Robert McCormick Adams (1926-2018) served as the ninth Secretary of the Smithsonian Institution from 1984 to 1994. He succeeded S. Dillon Ripley who had overseen a period of remarkable expansion from 1964 to 1984. Dr. Adams consolidated that growth, focused on the Institution’s academic core, and guided the Institution towards more diversity and inclusiveness by ensuring the repatriation of Native American remains, bringing the National Museum of the American Indian under the Smithsonian, creating the Smithsonian Early Enrichment Center (a museum-based daycare for staff children), strengthening all educational programs, and creating a Cultural Education Committee. The CEC focused on educational programs, diversity at all levels of the Institution, and sensitivity to cultural pluralism in exhibit programs and public outreach.
Other accomplishments included overseeing construction of the Quadrangle, Mathias Center at the Smithsonian Environmental Research Center, and the Tupper Center at the Smithsonian Tropical Research Institute, as well as creating the National Postal Museum. Adams pushed the Institution to move into newer research fields, such as molecular biology by reorganizing research units, and he participated actively in the intellectual life of the Institution. He also experimented with new ways to reach the public – encouraging the use of information technology and using new approaches to exhibitions. He created an Experimental Gallery that used new exhibit techniques and addressed nontraditional topics, such as homelessness.

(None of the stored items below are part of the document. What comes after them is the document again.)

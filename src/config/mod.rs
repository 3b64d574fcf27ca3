pub mod loader;
pub mod schema;

pub use loader::{load_from_path, load_from_str, ConfigError};
pub use schema::{
    Match, Metadata, PatchSet, PatchSpec, Replace, ValidationError, ValidationIssue, Verify,
};
//! Replacement template rendering for the regex match strategy.
//!
//! Templates reference capture groups with `$1`, `$name`, or `${name}`;
//! `$$` produces a literal dollar sign. A reference to a group the pattern
//! does not define, or one that did not participate in this match, is a
//! [`TemplateError`] — fatal to the spec being applied, never to the run.
//!
//! Literal template segments are re-encoded in the newline convention of the
//! target content so a template authored with `\n` patches CRLF files
//! cleanly. Captured text is inserted verbatim since it already came from
//! the target.

use crate::matcher::MatchLocation;
use thiserror::Error;

#[derive(Error, Debug)]
pub enum TemplateError {
    #[error("template references unknown capture group '{name}'")]
    UnknownGroup { name: String },

    #[error("capture group '{name}' did not participate in the match")]
    GroupNotCaptured { name: String },

    #[error("unterminated '${{' group reference in template")]
    Unterminated,
}

/// Render a replacement template against one match.
pub fn render(template: &str, location: &MatchLocation) -> Result<String, TemplateError> {
    let mut out = String::with_capacity(template.len());
    let mut literal = String::new();
    let mut chars = template.chars().peekable();

    while let Some(c) = chars.next() {
        if c != '$' {
            literal.push(c);
            continue;
        }

        match chars.peek() {
            Some('$') => {
                chars.next();
                literal.push('$');
            }
            Some('{') => {
                chars.next();
                let mut name = String::new();
                loop {
                    match chars.next() {
                        Some('}') => break,
                        Some(c) => name.push(c),
                        None => return Err(TemplateError::Unterminated),
                    }
                }
                flush_literal(&mut out, &mut literal, location);
                out.push_str(&lookup(&name, location)?);
            }
            _ => {
                let mut name = String::new();
                while let Some(&c) = chars.peek() {
                    if c.is_ascii_alphanumeric() || c == '_' {
                        name.push(c);
                        chars.next();
                    } else {
                        break;
                    }
                }
                if name.is_empty() {
                    // Bare '$' with no group reference stays literal.
                    literal.push('$');
                } else {
                    flush_literal(&mut out, &mut literal, location);
                    out.push_str(&lookup(&name, location)?);
                }
            }
        }
    }

    flush_literal(&mut out, &mut literal, location);
    Ok(out)
}

fn flush_literal(out: &mut String, literal: &mut String, location: &MatchLocation) {
    if !literal.is_empty() {
        out.push_str(&location.line_ending.render(literal));
        literal.clear();
    }
}

fn lookup(name: &str, location: &MatchLocation) -> Result<String, TemplateError> {
    if name.chars().all(|c| c.is_ascii_digit()) {
        let index: usize = name.parse().map_err(|_| TemplateError::UnknownGroup {
            name: name.to_string(),
        })?;
        let slot = location
            .captures
            .get(index)
            .ok_or_else(|| TemplateError::UnknownGroup {
                name: name.to_string(),
            })?;
        return slot.clone().ok_or_else(|| TemplateError::GroupNotCaptured {
            name: name.to_string(),
        });
    }

    let slot = location
        .named
        .get(name)
        .ok_or_else(|| TemplateError::UnknownGroup {
            name: name.to_string(),
        })?;
    slot.clone().ok_or_else(|| TemplateError::GroupNotCaptured {
        name: name.to_string(),
    })
}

Adams had received the Ph.B., A.M., and Ph.D. from the University of Chicago. He joined that University’s faculty in 1955, shortly before completing his dissertation. An archeologist intrigued by the environmental, urban, and techo-economic history of the Middle East, he made significant intellectual and methodological contributions to the field. His pioneering field work on settlement patterns in the Middle East asked new questions about the dynamics between natural environments and human societies, with each affecting the other. Using new techniques in aerial photography to study historical geography, Adams reshaped views of the interactive relationships between our physical and social worlds. Adams became director of the University’s Oriental Institute in 1962-1968 and 1981-1983, Dean 1970-1974, 1979-1980 and Provost from 1982 to 1984.
After being named Smithsonian Secretary Emeritus in 1994, Adams joined the faculty at the University of California at San Diego to continue his research into Middle Eastern settlement pattens using new data from satellite imagery. Robert McCormick Adams, died Saturday, January 27, in Chula Vista, California at the age of 91.